The master of ceremonies for the evening was professional interviewer Charlie Rose, who had invited Mark Halperin, David Brooks, Al Hunt, Doris Kearns Goodwin, Katty Kay, and Maria Bartiromoto on his show for the evening of the debate to host a proper “discussion.” (Mr. Rose told Daily Transom that while he’s a “political junkie” he is not especially interested in moderating the debates himself; he prefers hosting the post-commentary.)
“Every conversation after the debate has found a theme. This one had to do with motivations and who these people were. Not necessarily so much about what they said, but who they were, what was their ambition?” said Mr. Rose, enunciating the word “ambition” in the same calm, baritone professor voice he employs on his show.
Mr. Rose was briefly interrupted for a few minutes by television host Dick Cavett and former Interview editor Ingrid Sischy, who made their way over for hello kisses.
Despite being a few minutes late to begin the ceremony, he continued. “How do you define their temperament, how do you define their sense of self and how their perception of themselves is different due to the campaign,” he said.
We spotted Mr. Schnabel, who arrived in white painter pants bespattered with drops of various shades of paint (no purple pajamas this time!).
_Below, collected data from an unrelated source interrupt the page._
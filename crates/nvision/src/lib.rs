//! # NVision
//!
//! Semantic search over three record families (products, customer reviews and
//! CRM notes). Records are turned into text, embedded with a sentence model
//! and stored in a vector store collection per family. Free-text queries and
//! "more like this" recommendations come back as ranked [`SearchResult`]s.
//!
//! ## Layout
//!
//! - [`vector_store`]: backend contract, the connection-aware [`VectorStore`]
//!   facade and the Chroma, LanceDB and in-memory backends
//! - [`embedding`]: the [`Embedder`] and its ONNX backend
//! - [`search`]: the [`SearchService`] orchestrator
//! - [`similarity`]: vector math helpers
//! - [`config`]: layered [`Settings`]
//!
//! ## Usage
//!
//! ```no_run
//! # async fn demo() -> nvision::Result<()> {
//! let service = nvision::default_service().await?;
//! for hit in service.search_similar_products("wireless earbuds", 5, None).await? {
//!   println!("{} {:.2}", hit.id, hit.similarity);
//! }
//! # Ok(())
//! # }
//! ```

pub mod config;
pub mod embedding;
pub mod error;
pub mod records;
pub mod search;
pub mod shared;
pub mod similarity;
pub mod vector_store;

pub use config::Settings;
pub use embedding::Embedder;
pub use error::{Outcome, Result, SearchError};
pub use records::{CrmNote, Product, Record, RecordKind, Review};
pub use search::{format_results, CollectionStats, SearchResult, SearchService};
pub use shared::{default_service, default_service_with};
pub use vector_store::{Filter, VectorStore};
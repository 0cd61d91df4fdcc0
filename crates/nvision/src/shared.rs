//! Process-wide search service built lazily from [`Settings::load`]

use std::sync::Arc;

use tokio::sync::OnceCell;

use crate::config::Settings;
use crate::embedding::{EmbeddingBackend, OnnxBackend};
use crate::error::{Result, SearchError};
use crate::search::SearchService;

static DEFAULT_SERVICE: OnceCell<Arc<SearchService>> = OnceCell::const_new();

/// The shared, initialized service. The first caller loads settings, builds
/// and initializes it; concurrent callers wait for that single attempt. A
/// failed attempt is not cached, so a later call tries again.
pub async fn default_service() -> Result<Arc<SearchService>> {
  default_service_with(Arc::new(OnnxBackend::new())).await
}

/// Like [`default_service`], with the model backend used if this call is the
/// one that builds the service. Once built, `backend` is ignored.
pub async fn default_service_with(backend: Arc<dyn EmbeddingBackend>) -> Result<Arc<SearchService>> {
  DEFAULT_SERVICE
    .get_or_try_init(|| async {
      let settings = Settings::load()?;
      let service = SearchService::from_settings_with_backend(&settings, backend).await?;
      service.initialize().await?;
      Ok::<_, SearchError>(Arc::new(service))
    })
    .await
    .cloned()
}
“I think McCain looked like a crotchety, angry loser,” said Mr. Schnabel, his hands resting in the side pockets of his navy blazer. “I think Obama is going to be president. Wait, no, I pray he’s going to be president.
“I mean, what is the problem here?” he continued in a tone of mild outrage. “How do you pick a person to be vice president that you don’t know? What kind of cockamamie idea is that? You meet someone for an hour and you decide they’re going to be vice president? And if you have a heart attack, they’ll be the president? Isn’t that nuts?”
“He won’t be president and if he does, I’m moving,” said Mr. Schnabel.